use std::io::Read;

use struson::reader::{JsonReader, JsonStreamReader, ReaderError, ReaderSettings, ValueType};

use super::{Lexer, TokenHandler};
use crate::{LexError, LexerOptions};

#[derive(Debug, Clone, Copy, PartialEq, Eq)]
enum Container {
    Object,
    Array,
}

#[derive(Debug)]
struct Frame {
    container: Container,
    count: u32,
    /// Inside an object, a key has been emitted and its value is next.
    awaiting_value: bool,
}

impl Frame {
    fn new(container: Container) -> Self {
        Self {
            container,
            count: 0,
            awaiting_value: false,
        }
    }
}

/// Lexer over a byte source, backed by a `struson` pull reader.
///
/// Each [`advance`](Lexer::advance) reads exactly enough input to produce one
/// event. After the top-level value closes, the next advance checks that only
/// whitespace remains and marks the lexer complete. Once an advance fails,
/// every later advance returns the same error.
pub struct StreamLexer<R: Read> {
    reader: Option<JsonStreamReader<R>>,
    frames: Vec<Frame>,
    started: bool,
    finished: bool,
    failed: Option<LexError>,
    raw_numbers: bool,
}

impl<R: Read> StreamLexer<R> {
    pub fn new(input: R) -> Self {
        Self::with_options(input, LexerOptions::default())
    }

    pub fn with_options(input: R, options: LexerOptions) -> Self {
        let settings = ReaderSettings {
            allow_trailing_comma: !options.reject_trailing_commas,
            allow_comments: options.allow_comments,
            ..Default::default()
        };
        Self {
            reader: Some(JsonStreamReader::new_custom(input, settings)),
            frames: Vec::new(),
            started: false,
            finished: false,
            failed: None,
            raw_numbers: options.raw_numbers,
        }
    }

    fn step<H: TokenHandler>(&mut self, handler: &mut H) -> Result<(), LexError> {
        let Some(reader) = self.reader.as_mut() else {
            return Ok(());
        };

        if !self.started {
            self.started = true;
            return read_value(reader, &mut self.frames, self.raw_numbers, handler);
        }

        let Some(frame) = self.frames.last_mut() else {
            return self.finish();
        };

        match frame.container {
            Container::Object if frame.awaiting_value => {
                frame.awaiting_value = false;
                read_value(reader, &mut self.frames, self.raw_numbers, handler)
            }
            Container::Object => {
                if reader.has_next()? {
                    let key = reader.next_name_owned()?;
                    frame.count = frame.count.saturating_add(1);
                    frame.awaiting_value = true;
                    handler.key(key);
                } else {
                    reader.end_object()?;
                    let members = frame.count;
                    self.frames.pop();
                    handler.end_object(members);
                }
                Ok(())
            }
            Container::Array => {
                if reader.has_next()? {
                    frame.count = frame.count.saturating_add(1);
                    read_value(reader, &mut self.frames, self.raw_numbers, handler)
                } else {
                    reader.end_array()?;
                    let elements = frame.count;
                    self.frames.pop();
                    handler.end_array(elements);
                    Ok(())
                }
            }
        }
    }

    fn finish(&mut self) -> Result<(), LexError> {
        if let Some(reader) = self.reader.take() {
            reader.consume_trailing_whitespace()?;
        }
        self.finished = true;
        Ok(())
    }
}

impl<R: Read> Lexer for StreamLexer<R> {
    fn advance<H: TokenHandler>(&mut self, handler: &mut H) -> Result<(), LexError> {
        if let Some(error) = &self.failed {
            return Err(error.clone());
        }
        self.step(handler).inspect_err(|error| {
            // The reader may be mid-value; nothing it yields now is trustworthy.
            self.reader = None;
            self.frames.clear();
            self.failed = Some(error.clone());
        })
    }

    fn is_complete(&self) -> bool {
        self.finished
    }
}

impl<R: Read> core::fmt::Debug for StreamLexer<R> {
    fn fmt(&self, f: &mut core::fmt::Formatter<'_>) -> core::fmt::Result {
        f.debug_struct("StreamLexer")
            .field("frames", &self.frames)
            .field("started", &self.started)
            .field("finished", &self.finished)
            .field("failed", &self.failed)
            .field("raw_numbers", &self.raw_numbers)
            .finish_non_exhaustive()
    }
}

fn read_value<R: Read, H: TokenHandler>(
    reader: &mut JsonStreamReader<R>,
    frames: &mut Vec<Frame>,
    raw_numbers: bool,
    handler: &mut H,
) -> Result<(), LexError> {
    match reader.peek()? {
        ValueType::Object => {
            reader.begin_object()?;
            frames.push(Frame::new(Container::Object));
            handler.start_object();
        }
        ValueType::Array => {
            reader.begin_array()?;
            frames.push(Frame::new(Container::Array));
            handler.start_array();
        }
        ValueType::String => handler.string(reader.next_string()?),
        ValueType::Number => {
            let text = reader.next_number_as_string()?;
            if raw_numbers {
                handler.raw_number(text);
            } else {
                classify_number(&text, handler)?;
            }
        }
        ValueType::Boolean => handler.bool(reader.next_bool()?),
        ValueType::Null => {
            reader.next_null()?;
            handler.null();
        }
    }
    Ok(())
}

/// Emits the narrowest token able to hold the number spelled by `text`.
fn classify_number<H: TokenHandler>(text: &str, handler: &mut H) -> Result<(), LexError> {
    let integral = !text.contains(['.', 'e', 'E']);
    if integral {
        if let Ok(value) = text.parse::<i128>() {
            if value < 0 {
                if let Ok(value) = i32::try_from(value) {
                    handler.int(value);
                    return Ok(());
                }
                if let Ok(value) = i64::try_from(value) {
                    handler.int64(value);
                    return Ok(());
                }
            } else {
                if let Ok(value) = u32::try_from(value) {
                    handler.uint(value);
                    return Ok(());
                }
                if let Ok(value) = u64::try_from(value) {
                    handler.uint64(value);
                    return Ok(());
                }
            }
        }
    }

    let value = text
        .parse::<f64>()
        .map_err(|e| LexError::Internal(format!("number '{text}' rejected: {e}")))?;
    if !value.is_finite() {
        return Err(LexError::Syntax(format!(
            "Number too big to be stored in double: {text}"
        )));
    }
    handler.double(value);
    Ok(())
}

impl From<ReaderError> for LexError {
    fn from(error: ReaderError) -> Self {
        match error {
            // Calling the reader in the wrong state is on us, not the input.
            ReaderError::UnexpectedValueType { .. } | ReaderError::UnexpectedStructure { .. } => {
                Self::Internal(error.to_string())
            }
            _ => Self::Syntax(error.to_string()),
        }
    }
}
━━━━━━━━━━━━━━━━━━━━━━━━━━━━━━
▶ _PROMPT_
Each line above is to be repeated exactly.

▶ _TASK SOLUTION_
use std::io::Read;

use struson::reader::{JsonReader, JsonStreamReader, ReaderError, ReaderSettings, ValueType};

use super::{Lexer, TokenHandler};
use crate::{LexError, LexerOptions};

#[derive(Debug, Clone, Copy, PartialEq, Eq)]
enum Container {
    Object,
    Array,
}

#[derive(Debug)]
struct Frame {
    container: Container,
    count: u32,
    /// Inside an object, a key has been emitted and its value is next.
    awaiting_value: bool,
}

impl Frame {
    fn new(container: Container) -> Self {
        Self {
            container,
            count: 0,
            awaiting_value: false,
        }
    }
}

/// Lexer over a byte source, backed by a `struson` pull reader.
///
/// Each [`advance`](Lexer::advance) reads exactly enough input to produce one
/// event. After the top-level value closes, the next advance checks that only
/// whitespace remains and marks the lexer complete. Once an advance fails,
/// every later advance returns the same error.
pub struct StreamLexer<R: Read> {
    reader: Option<JsonStreamReader<R>>,
    frames: Vec<Frame>,
    started: bool,
    finished: bool,
    failed: Option<LexError>,
    raw_numbers: bool,
}

impl<R: Read> StreamLexer<R> {
    pub fn new(input: R) -> Self {
        Self::with_options(input, LexerOptions::default())
    }

    pub fn with_options(input: R, options: LexerOptions) -> Self {
        let settings = ReaderSettings {
            allow_trailing_comma: !options.reject_trailing_commas,
            allow_comments: options.allow_comments,
            ..Default::default()
        };
        Self {
            reader: Some(JsonStreamReader::new_custom(input, settings)),
            frames: Vec::new(),
            started: false,
            finished: false,
            failed: None,
            raw_numbers: options.raw_numbers,
        }
    }

    fn step<H: TokenHandler>(&mut self, handler: &mut H) -> Result<(), LexError> {
        let Some(reader) = self.reader.as_mut() else {
            return Ok(());
        };

        if !self.started {
            self.started = true;
            return read_value(reader, &mut self.frames, self.raw_numbers, handler);
        }

        let Some(frame) = self.frames.last_mut() else {
            return self.finish();
        };

        match frame.container {
            Container::Object if frame.awaiting_value => {
                frame.awaiting_value = false;
                read_value(reader, &mut self.frames, self.raw_numbers, handler)
            }
            Container::Object => {
                if reader.has_next()? {
                    let key = reader.next_name_owned()?;
                    frame.count = frame.count.saturating_add(1);
                    frame.awaiting_value = true;
                    handler.key(key);
                } else {
                    reader.end_object()?;
                    let members = frame.count;
                    self.frames.pop();
                    handler.end_object(members);
                }
                Ok(())
            }
            Container::Array => {
                if reader.has_next()? {
                    frame.count = frame.count.saturating_add(1);
                    read_value(reader, &mut self.frames, self.raw_numbers, handler)
                } else {
                    reader.end_array()?;
                    let elements = frame.count;
                    self.frames.pop();
                    handler.end_array(elements);
                    Ok(())
                }
            }
        }
    }

    fn finish(&mut self) -> Result<(), LexError> {
        if let Some(reader) = self.reader.take() {
            reader.consume_trailing_whitespace()?;
        }
        self.finished = true;
        Ok(())
    }
}

impl<R: Read> Lexer for StreamLexer<R> {
    fn advance<H: TokenHandler>(&mut self, handler: &mut H) -> Result<(), LexError> {
        if let Some(error) = &self.failed {
            return Err(error.clone());
        }
        self.step(handler).inspect_err(|error| {
            // The reader may be mid-value; nothing it yields now is trustworthy.
            self.reader = None;
            self.frames.clear();
            self.failed = Some(error.clone());
        })
    }

    fn is_complete(&self) -> bool {
        self.finished
    }
}

impl<R: Read> core::fmt::Debug for StreamLexer<R> {
    fn fmt(&self, f: &mut core::fmt::Formatter<'_>) -> core::fmt::Result {
        f.debug_struct("StreamLexer")
            .field("frames", &self.frames)
            .field("started", &self.started)
            .field("finished", &self.finished)
            .field("failed", &self.failed)
            .field("raw_numbers", &self.raw_numbers)
            .finish_non_exhaustive()
    }
}

fn read_value<R: Read, H: TokenHandler>(
    reader: &mut JsonStreamReader<R>,
    frames: &mut Vec<Frame>,
    raw_numbers: bool,
    handler: &mut H,
) -> Result<(), LexError> {
    match reader.peek()? {
        ValueType::Object => {
            reader.begin_object()?;
            frames.push(Frame::new(Container::Object));
            handler.start_object();
        }
        ValueType::Array => {
            reader.begin_array()?;
            frames.push(Frame::new(Container::Array));
            handler.start_array();
        }
        ValueType::String => handler.string(reader.next_string()?),
        ValueType::Number => {
            let text = reader.next_number_as_string()?;
            if raw_numbers {
                handler.raw_number(text);
            } else {
                classify_number(&text, handler)?;
            }
        }
        ValueType::Boolean => handler.bool(reader.next_bool()?),
        ValueType::Null => {
            reader.next_null()?;
            handler.null();
        }
    }
    Ok(())
}

/// Emits the narrowest token able to hold the number spelled by `text`.
fn classify_number<H: TokenHandler>(text: &str, handler: &mut H) -> Result<(), LexError> {
    let integral = !text.contains(['.', 'e', 'E']);
    if integral {
        if let Ok(value) = text.parse::<i128>() {
            if value < 0 {
                if let Ok(value) = i32::try_from(value) {
                    handler.int(value);
                    return Ok(());
                }
                if let Ok(value) = i64::try_from(value) {
                    handler.int64(value);
                    return Ok(());
                }
            } else {
                if let Ok(value) = u32::try_from(value) {
                    handler.uint(value);
                    return Ok(());
                }
                if let Ok(value) = u64::try_from(value) {
                    handler.uint64(value);
                    return Ok(());
                }
            }
        }
    }

    let value = text
        .parse::<f64>()
        .map_err(|e| LexError::Internal(format!("number '{text}' rejected: {e}")))?;
    if !value.is_finite() {
        return Err(LexError::Syntax(format!(
            "Number too big to be stored in double: {text}"
        )));
    }
    handler.double(value);
    Ok(())
}

impl From<ReaderError> for LexError {
    fn from(error: ReaderError) -> Self {
        match error {
            // Calling the reader in the wrong state is on us, not the input.
            ReaderError::UnexpectedValueType { .. } | ReaderError::UnexpectedStructure { .. } => {
                Self::Internal(error.to_string())
            }
            _ => Self::Syntax(error.to_string()),
        }
    }
}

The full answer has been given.